Collected data:
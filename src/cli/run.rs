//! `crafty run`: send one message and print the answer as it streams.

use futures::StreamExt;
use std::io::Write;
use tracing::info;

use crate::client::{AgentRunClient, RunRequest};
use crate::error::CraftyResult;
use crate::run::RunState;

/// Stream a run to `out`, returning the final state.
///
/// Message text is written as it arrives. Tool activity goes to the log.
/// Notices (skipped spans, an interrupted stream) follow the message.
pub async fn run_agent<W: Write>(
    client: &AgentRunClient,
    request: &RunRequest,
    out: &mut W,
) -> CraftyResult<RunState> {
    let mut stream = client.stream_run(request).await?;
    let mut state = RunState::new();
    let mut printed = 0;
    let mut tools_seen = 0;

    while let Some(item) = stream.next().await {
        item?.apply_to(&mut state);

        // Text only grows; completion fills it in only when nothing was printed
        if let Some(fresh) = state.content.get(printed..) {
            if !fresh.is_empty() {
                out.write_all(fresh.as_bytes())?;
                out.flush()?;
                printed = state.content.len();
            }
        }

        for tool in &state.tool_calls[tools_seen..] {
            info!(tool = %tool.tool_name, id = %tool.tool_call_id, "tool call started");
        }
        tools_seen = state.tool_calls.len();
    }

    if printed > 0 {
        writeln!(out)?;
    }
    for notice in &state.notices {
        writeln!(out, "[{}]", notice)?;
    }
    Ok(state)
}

Task prompt:
Starting at the first line and ending at the last, retype the entries above.

Solution to this exercise:
filename src/cli/run.rs
//! `crafty run`: send one message and print the answer as it streams.

use futures::StreamExt;
use std::io::Write;
use tracing::info;

use crate::client::{AgentRunClient, RunRequest};
use crate::error::CraftyResult;
use crate::run::RunState;

/// Stream a run to `out`, returning the final state.
///
/// Message text is written as it arrives. Tool activity goes to the log.
/// Notices (skipped spans, an interrupted stream) follow the message.
pub async fn run_agent<W: Write>(
    client: &AgentRunClient,
    request: &RunRequest,
    out: &mut W,
) -> CraftyResult<RunState> {
    let mut stream = client.stream_run(request).await?;
    let mut state = RunState::new();
    let mut printed = 0;
    let mut tools_seen = 0;

    while let Some(item) = stream.next().await {
        item?.apply_to(&mut state);

        // Text only grows; completion fills it in only when nothing was printed
        if let Some(fresh) = state.content.get(printed..) {
            if !fresh.is_empty() {
                out.write_all(fresh.as_bytes())?;
                out.flush()?;
                printed = state.content.len();
            }
        }

        for tool in &state.tool_calls[tools_seen..] {
            info!(tool = %tool.tool_name, id = %tool.tool_call_id, "tool call started");
        }
        tools_seen = state.tool_calls.len();
    }

    if printed > 0 {
        writeln!(out)?;
    }
    for notice in &state.notices {
        writeln!(out, "[{}]", notice)?;
    }
    Ok(state)
}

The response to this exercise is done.